_What the task requires_. Your output should be every line below, copied exactly.

START Supplied information

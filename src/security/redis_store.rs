//! Redis-backed sliding-window store.
//!
//! The shared store for multi-instance deployments. Each check runs a
//! single Lua script against a per-key sorted set of millisecond
//! timestamps, so prune-count-record is atomic across every gateway
//! instance sharing the Redis. The connection manager reconnects on
//! its own after transient failures.

use std::time::{Duration, SystemTime, UNIX_EPOCH};

use async_trait::async_trait;
use redis::aio::{ConnectionManager, ConnectionManagerConfig};
use redis::{Client, RedisError, Script};

use crate::security::rate_limit::{RateLimitDecision, RateLimitError, RateLimitStore};

/// Prune expired members, deny if the bucket is full, otherwise record
/// the attempt and refresh the key TTL. Returns the remaining budget,
/// or -1 when denied. The nonce keeps same-millisecond attempts from
/// different instances from collapsing into one member.
const SLIDING_WINDOW: &str = r#"
local cutoff = tonumber(ARGV[1]) - tonumber(ARGV[2])
redis.call('ZREMRANGEBYSCORE', KEYS[1], '-inf', cutoff)
local count = redis.call('ZCARD', KEYS[1])
if count >= tonumber(ARGV[3]) then
  return -1
end
redis.call('ZADD', KEYS[1], ARGV[1], ARGV[1] .. '-' .. ARGV[4])
redis.call('PEXPIRE', KEYS[1], ARGV[2])
return tonumber(ARGV[3]) - count - 1
"#;

/// Sliding-window limiter over a shared Redis.
pub struct RedisStore {
    conn: ConnectionManager,
    script: Script,
    window: Duration,
    max_requests: u32,
}

impl RedisStore {
    /// Connect to Redis and prepare the admission script.
    pub async fn connect(
        url: &str,
        window: Duration,
        max_requests: u32,
    ) -> Result<Self, RedisError> {
        let config = ConnectionManagerConfig::new().set_number_of_retries(1);
        let client = Client::open(url)?;
        let conn = client.get_connection_manager_with_config(config).await?;

        Ok(Self {
            conn,
            script: Script::new(SLIDING_WINDOW),
            window,
            max_requests,
        })
    }
}

fn decision_from_outcome(outcome: i64) -> RateLimitDecision {
    if outcome < 0 {
        RateLimitDecision::denied()
    } else {
        RateLimitDecision {
            allowed: true,
            remaining: outcome as u32,
        }
    }
}

#[async_trait]
impl RateLimitStore for RedisStore {
    async fn check_and_consume(&self, key: &str) -> Result<RateLimitDecision, RateLimitError> {
        let now_ms = SystemTime::now()
            .duration_since(UNIX_EPOCH)
            .unwrap_or_default()
            .as_millis() as i64;
        let nonce: u64 = rand::random();

        // The manager multiplexes one connection; cloning is cheap.
        let mut conn = self.conn.clone();
        let outcome: i64 = self
            .script
            .key(key)
            .arg(now_ms)
            .arg(self.window.as_millis() as i64)
            .arg(self.max_requests as i64)
            .arg(nonce)
            .invoke_async(&mut conn)
            .await
            .map_err(|e| RateLimitError::Backend(e.to_string()))?;

        Ok(decision_from_outcome(outcome))
    }

    fn shared(&self) -> bool {
        true
    }
}
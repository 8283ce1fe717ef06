//! Observability subsystem.
//!
//! # Data Flow
//! ```text
//! All subsystems produce:
//!     → tracing events (structured fields, filtered by RUST_LOG)
//!     → metrics.rs (counters, histograms)
//!
//! Consumers:
//!     → Log aggregation (stdout)
//!     → Metrics endpoint (Prometheus scrape)
//! ```
//!
//! # Design Decisions
//! - Structured logging via tracing; the subscriber is installed in main
//! - Metrics are cheap (atomic increments) and never block a request
//! - Rejected requests log the outcome code, never payload contents

pub mod metrics;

END Supplied information

_Response to this exercise_.
filename src/security/redis_store.rs
//! Redis-backed sliding-window store.
//!
//! The shared store for multi-instance deployments. Each check runs a
//! single Lua script against a per-key sorted set of millisecond
//! timestamps, so prune-count-record is atomic across every gateway
//! instance sharing the Redis. The connection manager reconnects on
//! its own after transient failures.

use std::time::{Duration, SystemTime, UNIX_EPOCH};

use async_trait::async_trait;
use redis::aio::{ConnectionManager, ConnectionManagerConfig};
use redis::{Client, RedisError, Script};

use crate::security::rate_limit::{RateLimitDecision, RateLimitError, RateLimitStore};

/// Prune expired members, deny if the bucket is full, otherwise record
/// the attempt and refresh the key TTL. Returns the remaining budget,
/// or -1 when denied. The nonce keeps same-millisecond attempts from
/// different instances from collapsing into one member.
const SLIDING_WINDOW: &str = r#"
local cutoff = tonumber(ARGV[1]) - tonumber(ARGV[2])
redis.call('ZREMRANGEBYSCORE', KEYS[1], '-inf', cutoff)
local count = redis.call('ZCARD', KEYS[1])
if count >= tonumber(ARGV[3]) then
  return -1
end
redis.call('ZADD', KEYS[1], ARGV[1], ARGV[1] .. '-' .. ARGV[4])
redis.call('PEXPIRE', KEYS[1], ARGV[2])
return tonumber(ARGV[3]) - count - 1
"#;

/// Sliding-window limiter over a shared Redis.
pub struct RedisStore {
    conn: ConnectionManager,
    script: Script,
    window: Duration,
    max_requests: u32,
}

impl RedisStore {
    /// Connect to Redis and prepare the admission script.
    pub async fn connect(
        url: &str,
        window: Duration,
        max_requests: u32,
    ) -> Result<Self, RedisError> {
        let config = ConnectionManagerConfig::new().set_number_of_retries(1);
        let client = Client::open(url)?;
        let conn = client.get_connection_manager_with_config(config).await?;

        Ok(Self {
            conn,
            script: Script::new(SLIDING_WINDOW),
            window,
            max_requests,
        })
    }
}

fn decision_from_outcome(outcome: i64) -> RateLimitDecision {
    if outcome < 0 {
        RateLimitDecision::denied()
    } else {
        RateLimitDecision {
            allowed: true,
            remaining: outcome as u32,
        }
    }
}

#[async_trait]
impl RateLimitStore for RedisStore {
    async fn check_and_consume(&self, key: &str) -> Result<RateLimitDecision, RateLimitError> {
        let now_ms = SystemTime::now()
            .duration_since(UNIX_EPOCH)
            .unwrap_or_default()
            .as_millis() as i64;
        let nonce: u64 = rand::random();

        // The manager multiplexes one connection; cloning is cheap.
        let mut conn = self.conn.clone();
        let outcome: i64 = self
            .script
            .key(key)
            .arg(now_ms)
            .arg(self.window.as_millis() as i64)
            .arg(self.max_requests as i64)
            .arg(nonce)
            .invoke_async(&mut conn)
            .await
            .map_err(|e| RateLimitError::Backend(e.to_string()))?;

        Ok(decision_from_outcome(outcome))
    }

    fn shared(&self) -> bool {
        true
    }
}
repository 8283ce1fe717ef06
//! Observability subsystem.
//!
//! # Data Flow
//! ```text
//! All subsystems produce:
//!     → tracing events (structured fields, filtered by RUST_LOG)
//!     → metrics.rs (counters, histograms)
//!
//! Consumers:
//!     → Log aggregation (stdout)
//!     → Metrics endpoint (Prometheus scrape)
//! ```
//!
//! # Design Decisions
//! - Structured logging via tracing; the subscriber is installed in main
//! - Metrics are cheap (atomic increments) and never block a request
//! - Rejected requests log the outcome code, never payload contents

pub mod metrics;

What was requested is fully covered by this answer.